Here are the constituents with their performances (ignoring dividends) over the last year:

  1. AB Dynamics -27.6%
  2. Adobe 51.6%
  3. Alibaba 38.2%
  4. Amazon 75.8%
  5. Anglo Asian Mining -10.4%
  6. Arch Capital -16.1%
  7. Arcontech 4.4%
  8. Argentex -29%
  9. Berkshire Hathaway 6.9%
  10. Boohoo -3.9%
  11. CRH 2.3%
  12. Fevertree 2.3%
  13. Future 25%
  14. Gamma Communications 26.3%
  15. Games Workshop 63.9%
  16. Ideagen 20.5%
  17. Mastercard 19%
  18. Microsoft 41.4%
  19. MTU Aero Engines -16.5%
  20. Ocado 83.6%
  21. RELX -6.9%
  22. Rightmove -0.5%
  23. Royal Unibrew 6.6%
  24. Visa 15.9%
  25. Yougov 58.8%

Obviously this has been quite an unusual year and it seems that the pandemic was an important driver of relative performance across the holdings in the portfolio. The best performers unsurprisingly were software and e-commerce businesses, like Amazon, Ocado and Adobe. The weakest were industrials like AB Dynamics and MTU Aero Engines.

Overall, the results seem pretty decent so far, though one year is too short a period to read much into. I plan to stick with the experiment for another few years to see how it goes.

The new copycat portfolio

For the new portfolio, I’m following the same approach of selecting the largest positions of the best investors I can identify without expending effort. As I did last year I’ve spent about half an hour selecting 20 professional fund managers (mostly based on performance rankings) and 5 private investors. Most of these investors are the same as last time. I expect I could probably do better by researching this more carefully. I’m tempted to but this would defeat the point of it being as simple as possible.

Here are the new portfolio holdings.
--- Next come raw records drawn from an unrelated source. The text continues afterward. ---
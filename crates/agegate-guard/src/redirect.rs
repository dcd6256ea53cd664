//! Route layout and preserved-destination tracking
//!
//! When the gate bounces a visitor to the consent page it remembers where
//! they were headed, so acceptance can land them back on the page they
//! asked for. The saved target is attacker-influenced twice over (it can
//! arrive via the `?redirect=` query parameter), so it is validated on the
//! way in and again on the way out.

use tracing::debug;
use url::Url;

use agegate_core::{Result, SessionStore, SessionValue, SESSION_REDIRECT_KEY};

use crate::session_cache::SessionCache;

/// The site routes the gate needs to know about.
#[derive(Debug, Clone, PartialEq, Eq)]
pub struct GateRoutes {
    /// The consent page itself.
    pub consent_route: String,
    /// Root of the gated content subtree.
    pub content_root: String,
}

impl Default for GateRoutes {
    fn default() -> Self {
        Self {
            consent_route: "/index.php".into(),
            content_root: "/albums".into(),
        }
    }
}

impl GateRoutes {
    /// Default landing page inside the content subtree.
    pub fn content_index(&self) -> String {
        format!("{}/index.php", self.content_root)
    }

    /// Whether `path` (query already stripped) sits inside the gated
    /// content subtree.
    pub fn in_content_subtree(&self, path: &str) -> bool {
        match path.strip_prefix(&self.content_root) {
            Some(rest) => rest.is_empty() || rest.starts_with('/'),
            None => false,
        }
    }
}

/// Saves and replays the destination a gated visitor was heading for.
pub struct RedirectTracker<'a> {
    cache: SessionCache<'a>,
    routes: GateRoutes,
}

impl<'a> RedirectTracker<'a> {
    pub fn new(store: &'a dyn SessionStore, routes: GateRoutes) -> Self {
        Self {
            cache: SessionCache::new(store),
            routes,
        }
    }

    /// Remember the destination, overwriting any earlier one. The newest
    /// attempt is the one acceptance should resume.
    pub fn save(&mut self, destination: &str) -> Result<()> {
        self.cache
            .set(SESSION_REDIRECT_KEY, SessionValue::Text(destination.into()))?;
        Ok(())
    }

    /// Take the saved destination, deleting it so it replays at most once.
    ///
    /// The value is re-validated here; a tampered session yields the
    /// content index rather than an open redirect.
    pub fn consume(&mut self) -> Result<String> {
        let saved = self
            .cache
            .get(SESSION_REDIRECT_KEY)?
            .as_ref()
            .and_then(SessionValue::as_text)
            .map(str::to_owned);
        self.cache.remove(SESSION_REDIRECT_KEY)?;
        Ok(match saved {
            Some(target) if self.is_safe_target(&target) => target,
            Some(_) | None => self.routes.content_index(),
        })
    }

    /// Seed the saved destination from a `?redirect=` query value.
    ///
    /// Unusable values degrade to the content index instead of being
    /// dropped, so acceptance always has somewhere to land.
    pub fn seed_from_query(&mut self, raw: &str, current_host: &str) -> Result<()> {
        let decoded = percent_decode(raw);
        let candidate = reduce_to_local(&decoded, current_host);
        let target = match candidate {
            Some(path) if self.is_safe_target(&path) => path,
            _ => {
                debug!("unusable redirect parameter, falling back to content index");
                self.routes.content_index()
            }
        };
        self.save(&target)
    }

    /// A destination is replayable only as a same-origin path inside the
    /// gated content subtree.
    fn is_safe_target(&self, target: &str) -> bool {
        if !target.starts_with('/') || target.starts_with("//") {
            return false;
        }
        if target.contains("://") || target.contains("..") || target.contains('\\') {
            return false;
        }
        let path = target.split(['?', '#']).next().unwrap_or(target);
        self.routes.in_content_subtree(path)
    }
}

/// Reduce a decoded redirect value to a local path, if it is one.
///
/// Absolute same-origin URLs collapse to their path and query; absolute
/// foreign URLs are unusable and return `None`.
fn reduce_to_local(decoded: &str, current_host: &str) -> Option<String> {
    let lower = decoded.to_ascii_lowercase();
    if lower.starts_with("http://") || lower.starts_with("https://") {
        let parsed = Url::parse(decoded).ok()?;
        let host = parsed.host_str()?;
        if !host.eq_ignore_ascii_case(current_host) {
            return None;
        }
        let mut local = parsed.path().to_owned();
        if let Some(query) = parsed.query() {
            local.push('?');
            local.push_str(query);
        }
        return Some(local);
    }
    Some(decoded.to_owned())
}

/// Percent-encode a string for use as a query parameter value.
pub fn percent_encode(raw: &str) -> String {
    let mut out = String::with_capacity(raw.len());
    for byte in raw.bytes() {
        match byte {
            b'A'..=b'Z' | b'a'..=b'z' | b'0'..=b'9' | b'-' | b'_' | b'.' | b'~' => {
                out.push(byte as char)
            }
            _ => out.push_str(&format!("%{byte:02X}")),
        }
    }
    out
}

/// Decode a percent-encoded query value. `+` decodes to a space; invalid
/// escapes pass through untouched.
pub fn percent_decode(raw: &str) -> String {
    let bytes = raw.as_bytes();
    let mut out = Vec::with_capacity(bytes.len());
    let mut i = 0;
    while i < bytes.len() {
        match bytes[i] {
            b'%' => match (hex_val(bytes.get(i + 1)), hex_val(bytes.get(i + 2))) {
                (Some(hi), Some(lo)) => {
                    out.push(hi * 16 + lo);
                    i += 3;
                }
                _ => {
                    out.push(b'%');
                    i += 1;
                }
            },
            b'+' => {
                out.push(b' ');
                i += 1;
            }
            b => {
                out.push(b);
                i += 1;
            }
        }
    }
    String::from_utf8_lossy(&out).into_owned()
}

fn hex_val(byte: Option<&u8>) -> Option<u8> {
    match byte? {
        b @ b'0'..=b'9' => Some(b - b'0'),
        b @ b'a'..=b'f' => Some(b - b'a' + 10),
        b @ b'A'..=b'F' => Some(b - b'A' + 10),
        _ => None,
    }
}

#[cfg(test)]
mod tests {
    use super::*;
    use agegate_core::MemorySessionStore;

    fn tracker(store: &MemorySessionStore) -> RedirectTracker<'_> {
        RedirectTracker::new(store, GateRoutes::default())
    }

    #[test]
    fn save_overwrites_and_consume_deletes() {
        let store = MemorySessionStore::new();
        let mut redirects = tracker(&store);
        redirects.save("/albums/cat/7").unwrap();
        redirects.save("/albums/picture/42").unwrap();
        assert_eq!(redirects.consume().unwrap(), "/albums/picture/42");
        // Consumed once; the next read falls back to the index.
        assert_eq!(redirects.consume().unwrap(), "/albums/index.php");
    }

    #[test]
    fn tampered_saved_target_degrades_to_index() {
        let store = MemorySessionStore::new();
        store
            .set(
                SESSION_REDIRECT_KEY,
                SessionValue::Text("https://evil.example/".into()),
            )
            .unwrap();
        let mut redirects = tracker(&store);
        assert_eq!(redirects.consume().unwrap(), "/albums/index.php");
    }

    #[test]
    fn seed_accepts_content_paths() {
        let store = MemorySessionStore::new();
        let mut redirects = tracker(&store);
        redirects
            .seed_from_query("%2Falbums%2Fcat%2F7", "gallery.example")
            .unwrap();
        assert_eq!(redirects.consume().unwrap(), "/albums/cat/7");
    }

    #[test]
    fn seed_reduces_same_origin_absolute_urls() {
        let store = MemorySessionStore::new();
        let mut redirects = tracker(&store);
        redirects
            .seed_from_query("https://gallery.example/albums/cat/7?page=2", "gallery.example")
            .unwrap();
        assert_eq!(redirects.consume().unwrap(), "/albums/cat/7?page=2");
    }

    #[test]
    fn seed_rejects_cross_origin_and_foreign_paths() {
        let store = MemorySessionStore::new();
        let mut redirects = tracker(&store);
        redirects
            .seed_from_query("https://evil.example/albums/cat/7", "gallery.example")
            .unwrap();
        assert_eq!(redirects.consume().unwrap(), "/albums/index.php");

        redirects
            .seed_from_query("/admin/config", "gallery.example")
            .unwrap();
        assert_eq!(redirects.consume().unwrap(), "/albums/index.php");
    }

    #[test]
    fn protocol_relative_and_traversal_targets_are_unsafe() {
        let store = MemorySessionStore::new();
        let mut redirects = tracker(&store);
        for bad in ["//evil.example/x", "/albums/../admin", "/albums\\x"] {
            redirects.seed_from_query(bad, "gallery.example").unwrap();
            assert_eq!(redirects.consume().unwrap(), "/albums/index.php", "{bad}");
        }
    }

    #[test]
    fn percent_round_trip() {
        let raw = "/albums/cat/7?page=2&q=a b";
        assert_eq!(percent_decode(&percent_encode(raw)), raw);
        assert_eq!(percent_decode("a+b%2Fc"), "a b/c");
        assert_eq!(percent_decode("100%"), "100%");
    }
}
Almost half are the same as last time.

  1. Alibaba
  2. Amazon
  3. Arcontech
  4. Best-of-the-best
  5. Burberry
  6. eBay
  7. Endor
  8. Fevertree
  9. Future
  10. Games Workshop
  11. Gamma Communications
  12. Liontrust
  13. Lowes
  14. MasterCard
  15. Microsoft
  16. Netflix
  17. Prosus
  18. Royal Unibrew
  19. Sartorius Stedim Biotech
  20. SDI
  21. Sesa
  22. Somero
  23. Tesla
  24. THG
  25. YouGov

4 thoughts on “Copycat portfolio update

  1. It seems a bizarre, unbelievable goal that you invest your money while being as lazy as possible.

    The idea of free-riding off others puts you right up there with many of the great plagiarists, plunders and socialists, but you might make a minimal effort to get your choices right.

    Your current approach is not credible because if you were investing your own money, hard earned or ill gotten, you’d go beyond complete indifference to your choices.

    Liked by 1 person

    • Thanks for the comment.

      Just to be clear this is just an update on a hypothetical portfolio; an experiment meant to illustrate how a simple strategy might perform. I think of it as more of a benchmark than a strategy I would implement as is. There is more detail on the rationale in my previous post linked in the second paragraph. My actual approach discussed in the rest of the blog is quite different.

      Also, it is not that I have ‘complete indifference’ to the choices. The choices are already well-defined by the strategy ie they are the largest positions of the best investors I can find. I have tried to select these investors fairly objectively, primarily based on historic performance tables for well known funds (but also trying to include a bit of diversity across approach, geography, size etc.) I didn’t want to complicate this by trying to define precise objective criteria, filtering out the ideas I didn’t like, or doing additional research to identify more obscure investors. I’m more interested in seeing how well the minimal effort strategy performs as a benchmark without overlaying too much of my own judgment.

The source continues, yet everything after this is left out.